◆ **WHAT TO DO**
Using the word "Serialize" as the filter, copy each matching line from the records.

** Opening RECORDS TO PROCESS block **

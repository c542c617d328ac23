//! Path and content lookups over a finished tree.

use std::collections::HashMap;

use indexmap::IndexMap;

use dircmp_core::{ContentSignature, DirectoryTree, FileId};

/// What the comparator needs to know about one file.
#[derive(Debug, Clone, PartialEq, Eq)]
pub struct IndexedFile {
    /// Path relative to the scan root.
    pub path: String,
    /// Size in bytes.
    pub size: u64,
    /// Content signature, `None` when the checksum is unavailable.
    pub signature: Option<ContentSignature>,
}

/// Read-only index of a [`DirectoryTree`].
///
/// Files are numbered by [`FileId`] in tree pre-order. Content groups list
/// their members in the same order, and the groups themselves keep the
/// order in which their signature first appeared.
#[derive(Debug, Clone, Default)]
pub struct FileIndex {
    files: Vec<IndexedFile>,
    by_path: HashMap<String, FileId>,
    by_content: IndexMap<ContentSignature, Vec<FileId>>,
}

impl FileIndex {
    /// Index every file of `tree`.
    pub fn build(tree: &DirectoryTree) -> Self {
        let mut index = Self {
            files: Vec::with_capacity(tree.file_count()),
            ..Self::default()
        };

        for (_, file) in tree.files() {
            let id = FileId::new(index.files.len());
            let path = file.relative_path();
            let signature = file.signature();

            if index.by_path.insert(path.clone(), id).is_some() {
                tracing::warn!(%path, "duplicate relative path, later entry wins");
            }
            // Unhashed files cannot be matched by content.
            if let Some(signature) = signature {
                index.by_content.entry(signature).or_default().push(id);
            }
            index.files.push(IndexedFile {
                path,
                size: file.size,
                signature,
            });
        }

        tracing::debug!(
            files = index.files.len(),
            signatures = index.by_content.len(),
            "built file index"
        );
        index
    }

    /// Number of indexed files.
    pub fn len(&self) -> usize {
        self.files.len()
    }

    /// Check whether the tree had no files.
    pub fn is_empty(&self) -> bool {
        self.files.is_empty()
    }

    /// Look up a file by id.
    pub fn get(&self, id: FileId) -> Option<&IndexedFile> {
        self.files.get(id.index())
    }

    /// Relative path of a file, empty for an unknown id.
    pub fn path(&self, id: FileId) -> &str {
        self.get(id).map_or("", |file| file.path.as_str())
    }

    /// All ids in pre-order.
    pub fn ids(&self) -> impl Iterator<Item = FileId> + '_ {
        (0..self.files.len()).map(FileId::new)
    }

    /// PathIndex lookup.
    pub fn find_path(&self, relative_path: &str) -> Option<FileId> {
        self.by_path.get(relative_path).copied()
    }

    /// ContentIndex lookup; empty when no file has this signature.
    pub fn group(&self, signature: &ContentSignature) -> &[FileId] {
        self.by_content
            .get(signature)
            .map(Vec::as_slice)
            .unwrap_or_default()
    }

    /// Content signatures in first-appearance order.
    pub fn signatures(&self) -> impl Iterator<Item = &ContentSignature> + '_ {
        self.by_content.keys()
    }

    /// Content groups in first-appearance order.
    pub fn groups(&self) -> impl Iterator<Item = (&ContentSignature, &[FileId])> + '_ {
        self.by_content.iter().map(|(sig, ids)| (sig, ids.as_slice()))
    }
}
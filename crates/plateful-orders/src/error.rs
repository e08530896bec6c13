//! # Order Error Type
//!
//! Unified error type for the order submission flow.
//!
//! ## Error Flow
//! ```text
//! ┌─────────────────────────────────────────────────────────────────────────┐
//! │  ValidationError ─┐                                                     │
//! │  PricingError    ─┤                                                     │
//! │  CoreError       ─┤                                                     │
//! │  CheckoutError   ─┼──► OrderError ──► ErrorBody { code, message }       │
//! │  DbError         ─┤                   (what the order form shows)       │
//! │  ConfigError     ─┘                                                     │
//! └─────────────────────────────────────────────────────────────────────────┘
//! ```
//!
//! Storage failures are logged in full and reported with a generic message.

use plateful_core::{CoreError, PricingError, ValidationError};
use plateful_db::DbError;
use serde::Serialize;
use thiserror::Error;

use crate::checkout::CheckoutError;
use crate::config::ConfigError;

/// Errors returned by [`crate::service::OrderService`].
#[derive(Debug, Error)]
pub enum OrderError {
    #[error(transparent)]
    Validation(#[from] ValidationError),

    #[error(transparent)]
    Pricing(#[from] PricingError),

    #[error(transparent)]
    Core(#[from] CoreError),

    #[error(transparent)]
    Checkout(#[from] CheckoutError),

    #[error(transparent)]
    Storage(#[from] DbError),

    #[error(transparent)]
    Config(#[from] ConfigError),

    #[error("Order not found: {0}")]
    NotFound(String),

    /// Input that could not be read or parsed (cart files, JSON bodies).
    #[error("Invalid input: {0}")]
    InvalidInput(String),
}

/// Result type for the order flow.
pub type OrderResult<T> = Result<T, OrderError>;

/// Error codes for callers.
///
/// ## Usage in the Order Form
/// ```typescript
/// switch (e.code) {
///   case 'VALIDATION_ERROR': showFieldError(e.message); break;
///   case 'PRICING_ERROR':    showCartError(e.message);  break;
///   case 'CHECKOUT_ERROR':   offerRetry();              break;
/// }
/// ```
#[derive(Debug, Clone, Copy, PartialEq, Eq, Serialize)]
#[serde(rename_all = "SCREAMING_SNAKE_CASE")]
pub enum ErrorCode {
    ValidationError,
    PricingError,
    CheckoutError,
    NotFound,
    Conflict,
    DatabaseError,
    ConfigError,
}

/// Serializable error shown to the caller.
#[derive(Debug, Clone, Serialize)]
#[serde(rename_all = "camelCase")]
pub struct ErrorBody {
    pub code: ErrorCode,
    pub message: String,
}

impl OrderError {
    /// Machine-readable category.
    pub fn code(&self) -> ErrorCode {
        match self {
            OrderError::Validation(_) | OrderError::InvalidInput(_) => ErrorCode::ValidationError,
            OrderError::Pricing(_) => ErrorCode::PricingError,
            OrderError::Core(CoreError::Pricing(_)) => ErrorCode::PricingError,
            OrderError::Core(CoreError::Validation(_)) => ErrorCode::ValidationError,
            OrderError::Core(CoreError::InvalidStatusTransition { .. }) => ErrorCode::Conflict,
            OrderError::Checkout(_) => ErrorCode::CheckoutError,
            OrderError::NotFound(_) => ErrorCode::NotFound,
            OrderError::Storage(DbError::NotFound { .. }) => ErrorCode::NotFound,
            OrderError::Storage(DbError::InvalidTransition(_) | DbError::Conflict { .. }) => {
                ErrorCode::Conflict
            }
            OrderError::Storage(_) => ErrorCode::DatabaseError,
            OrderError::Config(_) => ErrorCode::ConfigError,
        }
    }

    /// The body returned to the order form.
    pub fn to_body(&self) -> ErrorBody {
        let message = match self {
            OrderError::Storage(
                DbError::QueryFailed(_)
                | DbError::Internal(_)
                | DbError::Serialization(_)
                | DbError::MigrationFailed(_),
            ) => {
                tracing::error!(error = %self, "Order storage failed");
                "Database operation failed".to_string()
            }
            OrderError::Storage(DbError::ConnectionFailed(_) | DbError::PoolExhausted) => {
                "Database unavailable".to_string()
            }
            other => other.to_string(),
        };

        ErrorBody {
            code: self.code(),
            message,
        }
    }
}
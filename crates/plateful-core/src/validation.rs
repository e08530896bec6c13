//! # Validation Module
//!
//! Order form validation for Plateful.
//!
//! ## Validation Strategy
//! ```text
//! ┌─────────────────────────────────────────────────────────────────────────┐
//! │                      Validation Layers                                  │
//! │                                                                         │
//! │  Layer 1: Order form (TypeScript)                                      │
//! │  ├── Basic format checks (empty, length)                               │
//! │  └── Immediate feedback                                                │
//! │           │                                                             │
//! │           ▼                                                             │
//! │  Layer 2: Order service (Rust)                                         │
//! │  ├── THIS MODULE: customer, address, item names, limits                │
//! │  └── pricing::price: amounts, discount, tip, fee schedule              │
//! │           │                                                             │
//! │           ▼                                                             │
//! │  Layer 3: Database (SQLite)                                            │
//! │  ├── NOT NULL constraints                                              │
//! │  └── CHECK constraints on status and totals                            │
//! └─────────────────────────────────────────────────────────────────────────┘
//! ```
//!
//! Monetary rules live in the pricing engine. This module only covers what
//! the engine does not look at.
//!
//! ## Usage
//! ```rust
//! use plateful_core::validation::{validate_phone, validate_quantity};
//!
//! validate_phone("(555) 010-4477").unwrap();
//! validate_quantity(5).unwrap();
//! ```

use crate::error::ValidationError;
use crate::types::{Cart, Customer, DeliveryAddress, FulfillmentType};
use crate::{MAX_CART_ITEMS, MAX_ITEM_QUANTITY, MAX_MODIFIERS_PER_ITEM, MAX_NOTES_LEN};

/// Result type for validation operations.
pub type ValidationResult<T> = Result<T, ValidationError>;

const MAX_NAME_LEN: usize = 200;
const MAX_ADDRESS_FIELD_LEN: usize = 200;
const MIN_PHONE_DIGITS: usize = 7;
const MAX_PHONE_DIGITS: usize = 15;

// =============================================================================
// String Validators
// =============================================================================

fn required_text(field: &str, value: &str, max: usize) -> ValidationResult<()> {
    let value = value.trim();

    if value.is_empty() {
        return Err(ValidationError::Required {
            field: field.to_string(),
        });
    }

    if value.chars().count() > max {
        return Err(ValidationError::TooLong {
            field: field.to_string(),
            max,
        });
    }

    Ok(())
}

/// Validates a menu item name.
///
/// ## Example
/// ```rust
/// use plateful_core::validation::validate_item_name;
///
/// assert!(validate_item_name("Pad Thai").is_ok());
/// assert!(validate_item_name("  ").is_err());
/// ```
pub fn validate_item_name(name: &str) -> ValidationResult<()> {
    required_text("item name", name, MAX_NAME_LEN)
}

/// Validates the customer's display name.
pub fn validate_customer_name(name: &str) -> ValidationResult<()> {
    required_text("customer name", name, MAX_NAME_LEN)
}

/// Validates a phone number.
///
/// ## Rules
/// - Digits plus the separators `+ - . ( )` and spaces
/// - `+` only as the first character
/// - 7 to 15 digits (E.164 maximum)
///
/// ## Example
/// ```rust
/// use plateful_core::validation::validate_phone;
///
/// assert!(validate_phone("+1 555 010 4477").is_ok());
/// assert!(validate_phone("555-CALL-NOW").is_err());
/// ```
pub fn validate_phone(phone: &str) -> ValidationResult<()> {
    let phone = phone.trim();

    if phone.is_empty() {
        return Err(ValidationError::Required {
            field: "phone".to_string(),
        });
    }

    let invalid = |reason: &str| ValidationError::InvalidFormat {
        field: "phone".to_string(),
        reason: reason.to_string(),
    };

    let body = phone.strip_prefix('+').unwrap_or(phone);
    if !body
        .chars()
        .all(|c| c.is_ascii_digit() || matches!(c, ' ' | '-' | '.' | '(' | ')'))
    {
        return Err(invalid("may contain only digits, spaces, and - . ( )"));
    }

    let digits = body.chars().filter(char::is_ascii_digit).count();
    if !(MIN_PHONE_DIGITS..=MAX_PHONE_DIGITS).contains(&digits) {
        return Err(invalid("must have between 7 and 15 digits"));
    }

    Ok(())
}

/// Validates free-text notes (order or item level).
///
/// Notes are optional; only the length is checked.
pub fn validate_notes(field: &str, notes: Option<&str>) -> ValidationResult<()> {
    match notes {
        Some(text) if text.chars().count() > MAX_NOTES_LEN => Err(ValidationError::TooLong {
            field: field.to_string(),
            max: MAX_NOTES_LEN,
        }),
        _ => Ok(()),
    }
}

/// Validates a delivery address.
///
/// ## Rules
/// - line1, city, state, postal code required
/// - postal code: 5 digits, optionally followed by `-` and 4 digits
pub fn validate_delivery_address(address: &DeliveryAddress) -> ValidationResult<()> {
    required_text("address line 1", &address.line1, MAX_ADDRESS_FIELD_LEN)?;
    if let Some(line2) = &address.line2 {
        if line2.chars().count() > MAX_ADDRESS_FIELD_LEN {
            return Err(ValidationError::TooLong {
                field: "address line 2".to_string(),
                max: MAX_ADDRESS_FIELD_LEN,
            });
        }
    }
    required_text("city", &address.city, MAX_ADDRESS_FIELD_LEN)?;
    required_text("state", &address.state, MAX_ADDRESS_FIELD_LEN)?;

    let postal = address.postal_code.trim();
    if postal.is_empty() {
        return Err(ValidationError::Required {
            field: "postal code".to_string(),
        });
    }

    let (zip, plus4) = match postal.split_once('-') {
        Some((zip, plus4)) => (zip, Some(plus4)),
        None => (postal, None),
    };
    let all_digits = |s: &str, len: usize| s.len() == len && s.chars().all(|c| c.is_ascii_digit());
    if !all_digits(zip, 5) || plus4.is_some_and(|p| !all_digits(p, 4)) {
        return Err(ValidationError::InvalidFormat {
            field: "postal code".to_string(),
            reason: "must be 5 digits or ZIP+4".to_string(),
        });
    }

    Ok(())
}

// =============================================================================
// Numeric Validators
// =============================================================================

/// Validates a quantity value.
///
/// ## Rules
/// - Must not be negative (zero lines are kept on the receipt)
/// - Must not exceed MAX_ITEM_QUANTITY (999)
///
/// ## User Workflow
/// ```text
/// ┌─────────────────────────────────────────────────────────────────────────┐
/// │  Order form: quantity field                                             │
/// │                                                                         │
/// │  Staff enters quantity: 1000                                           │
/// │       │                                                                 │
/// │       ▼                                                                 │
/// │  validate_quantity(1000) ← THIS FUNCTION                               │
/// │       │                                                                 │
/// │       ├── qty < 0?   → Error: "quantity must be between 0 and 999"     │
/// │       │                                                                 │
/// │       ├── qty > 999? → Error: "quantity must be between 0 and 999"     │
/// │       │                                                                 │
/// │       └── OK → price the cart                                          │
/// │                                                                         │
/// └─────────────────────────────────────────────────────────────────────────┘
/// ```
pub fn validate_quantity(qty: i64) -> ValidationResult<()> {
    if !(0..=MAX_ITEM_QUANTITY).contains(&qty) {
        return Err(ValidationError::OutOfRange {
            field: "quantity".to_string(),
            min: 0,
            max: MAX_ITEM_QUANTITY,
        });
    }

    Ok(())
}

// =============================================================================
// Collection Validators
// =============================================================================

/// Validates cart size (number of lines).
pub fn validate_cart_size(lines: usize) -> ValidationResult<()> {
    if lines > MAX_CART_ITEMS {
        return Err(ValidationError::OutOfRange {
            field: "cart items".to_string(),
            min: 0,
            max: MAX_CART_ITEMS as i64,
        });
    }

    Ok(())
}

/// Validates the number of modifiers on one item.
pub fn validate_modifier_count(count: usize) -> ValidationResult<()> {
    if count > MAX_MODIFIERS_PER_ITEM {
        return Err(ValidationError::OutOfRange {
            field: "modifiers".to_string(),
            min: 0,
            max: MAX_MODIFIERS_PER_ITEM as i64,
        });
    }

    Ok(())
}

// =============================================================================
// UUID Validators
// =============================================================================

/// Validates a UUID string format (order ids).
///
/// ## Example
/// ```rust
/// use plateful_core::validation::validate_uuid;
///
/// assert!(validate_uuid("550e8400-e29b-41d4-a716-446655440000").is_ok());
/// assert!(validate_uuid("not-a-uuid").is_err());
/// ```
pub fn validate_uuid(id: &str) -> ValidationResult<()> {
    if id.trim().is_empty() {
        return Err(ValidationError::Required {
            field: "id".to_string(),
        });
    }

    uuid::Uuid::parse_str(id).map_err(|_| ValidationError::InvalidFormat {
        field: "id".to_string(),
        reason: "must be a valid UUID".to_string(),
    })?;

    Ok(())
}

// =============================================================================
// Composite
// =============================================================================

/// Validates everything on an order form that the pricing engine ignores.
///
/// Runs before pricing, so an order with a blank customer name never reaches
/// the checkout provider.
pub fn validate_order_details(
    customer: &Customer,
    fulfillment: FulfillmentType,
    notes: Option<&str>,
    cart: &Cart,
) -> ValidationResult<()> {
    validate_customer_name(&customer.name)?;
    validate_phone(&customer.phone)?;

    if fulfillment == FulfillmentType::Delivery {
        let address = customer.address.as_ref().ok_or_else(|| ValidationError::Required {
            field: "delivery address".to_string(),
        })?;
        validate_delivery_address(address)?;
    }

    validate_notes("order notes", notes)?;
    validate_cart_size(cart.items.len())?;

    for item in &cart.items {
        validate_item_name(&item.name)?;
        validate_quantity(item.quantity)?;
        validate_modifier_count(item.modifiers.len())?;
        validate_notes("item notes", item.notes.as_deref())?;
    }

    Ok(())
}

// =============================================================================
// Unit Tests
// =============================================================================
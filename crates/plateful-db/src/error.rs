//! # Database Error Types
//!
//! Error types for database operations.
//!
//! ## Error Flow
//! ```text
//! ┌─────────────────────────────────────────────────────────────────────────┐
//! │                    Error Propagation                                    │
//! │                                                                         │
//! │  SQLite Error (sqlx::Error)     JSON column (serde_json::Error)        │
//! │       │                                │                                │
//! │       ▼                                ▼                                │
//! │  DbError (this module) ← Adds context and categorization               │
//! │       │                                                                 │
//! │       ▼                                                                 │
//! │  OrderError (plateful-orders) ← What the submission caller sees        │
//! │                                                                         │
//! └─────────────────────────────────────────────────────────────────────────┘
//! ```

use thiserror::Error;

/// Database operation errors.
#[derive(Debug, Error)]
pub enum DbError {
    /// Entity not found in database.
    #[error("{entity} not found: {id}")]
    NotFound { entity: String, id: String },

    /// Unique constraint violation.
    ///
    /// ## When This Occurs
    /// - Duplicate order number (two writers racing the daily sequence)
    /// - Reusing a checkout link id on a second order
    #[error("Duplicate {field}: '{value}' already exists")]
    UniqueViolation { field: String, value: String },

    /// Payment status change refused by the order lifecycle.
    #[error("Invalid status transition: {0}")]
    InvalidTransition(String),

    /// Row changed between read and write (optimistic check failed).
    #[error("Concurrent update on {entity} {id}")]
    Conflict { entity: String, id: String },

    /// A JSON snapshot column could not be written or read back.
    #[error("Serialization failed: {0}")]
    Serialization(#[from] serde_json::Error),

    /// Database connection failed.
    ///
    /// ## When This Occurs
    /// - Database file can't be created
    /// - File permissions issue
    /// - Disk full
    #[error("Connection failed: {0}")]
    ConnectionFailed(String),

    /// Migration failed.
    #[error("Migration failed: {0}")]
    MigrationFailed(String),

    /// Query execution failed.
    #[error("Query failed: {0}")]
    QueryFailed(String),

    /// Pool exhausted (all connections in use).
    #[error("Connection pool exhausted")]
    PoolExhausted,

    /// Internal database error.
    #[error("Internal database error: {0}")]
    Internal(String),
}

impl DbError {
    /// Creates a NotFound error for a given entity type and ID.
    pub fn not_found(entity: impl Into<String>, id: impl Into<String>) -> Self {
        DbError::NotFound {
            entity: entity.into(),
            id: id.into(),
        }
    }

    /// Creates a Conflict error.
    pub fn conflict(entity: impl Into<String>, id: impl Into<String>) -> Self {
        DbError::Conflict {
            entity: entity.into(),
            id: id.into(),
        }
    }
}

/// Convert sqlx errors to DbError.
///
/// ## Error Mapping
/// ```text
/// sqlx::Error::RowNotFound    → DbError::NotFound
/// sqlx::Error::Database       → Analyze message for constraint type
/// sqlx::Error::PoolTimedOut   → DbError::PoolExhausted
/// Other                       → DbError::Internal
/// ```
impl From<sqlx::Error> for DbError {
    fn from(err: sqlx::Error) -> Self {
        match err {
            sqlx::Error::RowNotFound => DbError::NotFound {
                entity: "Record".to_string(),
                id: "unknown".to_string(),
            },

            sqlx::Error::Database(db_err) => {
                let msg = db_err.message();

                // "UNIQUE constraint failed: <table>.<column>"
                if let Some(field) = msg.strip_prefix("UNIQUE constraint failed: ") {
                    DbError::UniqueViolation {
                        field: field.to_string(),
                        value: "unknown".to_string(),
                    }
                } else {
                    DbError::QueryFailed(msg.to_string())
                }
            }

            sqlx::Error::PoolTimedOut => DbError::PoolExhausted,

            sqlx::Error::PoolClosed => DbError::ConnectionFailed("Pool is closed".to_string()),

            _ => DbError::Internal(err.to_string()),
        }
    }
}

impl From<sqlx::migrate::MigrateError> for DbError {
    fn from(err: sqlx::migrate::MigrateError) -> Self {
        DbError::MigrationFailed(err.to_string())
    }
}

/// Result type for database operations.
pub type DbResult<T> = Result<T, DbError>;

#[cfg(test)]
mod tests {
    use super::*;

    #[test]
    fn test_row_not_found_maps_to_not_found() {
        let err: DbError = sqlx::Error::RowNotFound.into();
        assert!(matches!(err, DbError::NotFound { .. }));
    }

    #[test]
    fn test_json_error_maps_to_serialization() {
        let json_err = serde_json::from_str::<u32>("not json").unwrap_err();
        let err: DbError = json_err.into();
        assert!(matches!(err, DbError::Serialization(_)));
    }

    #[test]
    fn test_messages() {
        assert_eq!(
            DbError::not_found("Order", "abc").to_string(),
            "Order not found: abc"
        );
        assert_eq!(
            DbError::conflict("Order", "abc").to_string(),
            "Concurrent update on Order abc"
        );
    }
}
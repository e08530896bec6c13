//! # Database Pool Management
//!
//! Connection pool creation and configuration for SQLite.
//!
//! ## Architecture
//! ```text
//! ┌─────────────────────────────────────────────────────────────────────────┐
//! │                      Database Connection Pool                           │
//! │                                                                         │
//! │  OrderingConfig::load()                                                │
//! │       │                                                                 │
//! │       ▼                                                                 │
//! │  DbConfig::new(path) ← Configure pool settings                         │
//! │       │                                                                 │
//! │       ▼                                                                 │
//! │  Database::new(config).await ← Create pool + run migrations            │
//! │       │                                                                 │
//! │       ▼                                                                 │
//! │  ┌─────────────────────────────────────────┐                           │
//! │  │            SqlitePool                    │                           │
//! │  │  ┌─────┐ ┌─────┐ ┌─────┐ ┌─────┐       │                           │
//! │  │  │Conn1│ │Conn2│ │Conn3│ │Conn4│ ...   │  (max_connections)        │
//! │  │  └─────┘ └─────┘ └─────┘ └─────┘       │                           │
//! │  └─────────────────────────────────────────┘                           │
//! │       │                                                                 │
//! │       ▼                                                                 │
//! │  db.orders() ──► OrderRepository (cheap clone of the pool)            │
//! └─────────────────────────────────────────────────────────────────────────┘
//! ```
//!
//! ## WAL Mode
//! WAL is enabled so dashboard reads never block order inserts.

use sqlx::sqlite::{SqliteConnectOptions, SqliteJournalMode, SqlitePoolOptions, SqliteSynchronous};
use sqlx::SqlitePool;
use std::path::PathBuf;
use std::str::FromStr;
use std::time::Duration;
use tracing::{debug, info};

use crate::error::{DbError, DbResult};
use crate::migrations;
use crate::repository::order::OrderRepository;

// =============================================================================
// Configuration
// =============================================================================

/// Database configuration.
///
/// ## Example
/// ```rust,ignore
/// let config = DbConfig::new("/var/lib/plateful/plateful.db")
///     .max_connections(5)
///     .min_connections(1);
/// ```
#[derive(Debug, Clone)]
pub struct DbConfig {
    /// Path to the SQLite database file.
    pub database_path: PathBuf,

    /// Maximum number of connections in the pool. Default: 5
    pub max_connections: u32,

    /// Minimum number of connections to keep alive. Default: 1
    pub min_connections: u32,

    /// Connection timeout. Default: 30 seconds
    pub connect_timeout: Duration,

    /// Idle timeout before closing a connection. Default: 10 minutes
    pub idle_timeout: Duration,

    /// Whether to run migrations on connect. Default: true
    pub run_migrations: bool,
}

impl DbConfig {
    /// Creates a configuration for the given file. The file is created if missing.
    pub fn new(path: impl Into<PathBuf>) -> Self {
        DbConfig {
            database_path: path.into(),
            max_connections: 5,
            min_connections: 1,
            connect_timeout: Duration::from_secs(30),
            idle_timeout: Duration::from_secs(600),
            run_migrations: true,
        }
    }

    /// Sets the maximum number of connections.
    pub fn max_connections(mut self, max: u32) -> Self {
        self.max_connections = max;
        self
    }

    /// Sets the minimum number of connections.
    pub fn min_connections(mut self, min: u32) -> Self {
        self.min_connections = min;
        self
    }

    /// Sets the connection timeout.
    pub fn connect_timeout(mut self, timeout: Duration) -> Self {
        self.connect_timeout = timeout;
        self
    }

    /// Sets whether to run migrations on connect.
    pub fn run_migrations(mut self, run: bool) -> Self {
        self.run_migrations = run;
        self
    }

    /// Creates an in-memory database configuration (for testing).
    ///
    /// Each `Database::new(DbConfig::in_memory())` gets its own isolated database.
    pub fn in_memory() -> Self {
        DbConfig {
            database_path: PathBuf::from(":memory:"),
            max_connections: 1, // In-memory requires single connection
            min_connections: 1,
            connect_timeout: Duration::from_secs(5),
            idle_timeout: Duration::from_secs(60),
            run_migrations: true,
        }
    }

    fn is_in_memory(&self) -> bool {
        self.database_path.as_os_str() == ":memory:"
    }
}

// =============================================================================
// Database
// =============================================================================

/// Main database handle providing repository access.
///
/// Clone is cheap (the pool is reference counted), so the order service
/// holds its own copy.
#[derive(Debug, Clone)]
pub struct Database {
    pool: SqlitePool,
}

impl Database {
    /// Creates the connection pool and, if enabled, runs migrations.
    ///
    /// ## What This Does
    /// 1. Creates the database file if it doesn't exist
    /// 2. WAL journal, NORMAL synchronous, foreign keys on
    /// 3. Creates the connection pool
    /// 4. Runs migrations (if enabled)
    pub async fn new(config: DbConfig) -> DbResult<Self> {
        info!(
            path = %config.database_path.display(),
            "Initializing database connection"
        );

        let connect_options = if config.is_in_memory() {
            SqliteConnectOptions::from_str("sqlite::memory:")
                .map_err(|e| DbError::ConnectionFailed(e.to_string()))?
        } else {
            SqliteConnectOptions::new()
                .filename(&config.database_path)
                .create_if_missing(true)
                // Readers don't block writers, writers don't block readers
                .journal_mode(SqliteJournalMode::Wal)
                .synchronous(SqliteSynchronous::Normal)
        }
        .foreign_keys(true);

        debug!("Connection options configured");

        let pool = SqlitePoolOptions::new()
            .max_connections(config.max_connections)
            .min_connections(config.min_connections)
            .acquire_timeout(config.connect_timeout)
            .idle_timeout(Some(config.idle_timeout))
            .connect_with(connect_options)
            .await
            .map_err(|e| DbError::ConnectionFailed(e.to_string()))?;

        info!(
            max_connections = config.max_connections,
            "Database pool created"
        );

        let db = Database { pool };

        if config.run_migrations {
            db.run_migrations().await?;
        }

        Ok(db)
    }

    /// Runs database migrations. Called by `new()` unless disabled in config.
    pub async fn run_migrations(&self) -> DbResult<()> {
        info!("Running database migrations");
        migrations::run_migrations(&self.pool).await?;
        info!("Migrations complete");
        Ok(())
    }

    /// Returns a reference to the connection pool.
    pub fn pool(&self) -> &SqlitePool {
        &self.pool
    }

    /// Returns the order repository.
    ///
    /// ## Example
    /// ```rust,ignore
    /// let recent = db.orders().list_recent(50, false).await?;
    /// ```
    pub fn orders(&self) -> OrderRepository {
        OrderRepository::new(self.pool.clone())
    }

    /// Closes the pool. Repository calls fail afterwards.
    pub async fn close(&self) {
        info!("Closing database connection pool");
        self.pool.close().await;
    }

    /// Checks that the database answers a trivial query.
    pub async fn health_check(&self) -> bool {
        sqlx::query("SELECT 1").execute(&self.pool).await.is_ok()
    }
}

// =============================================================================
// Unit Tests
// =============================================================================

** Closing RECORDS TO PROCESS block **

◆ **SOLUTION FOR THIS EXERCISE**
use serde::Serialize;
#[derive(Debug, Clone, Copy, PartialEq, Eq, Serialize)]
#[derive(Debug, Clone, Serialize)]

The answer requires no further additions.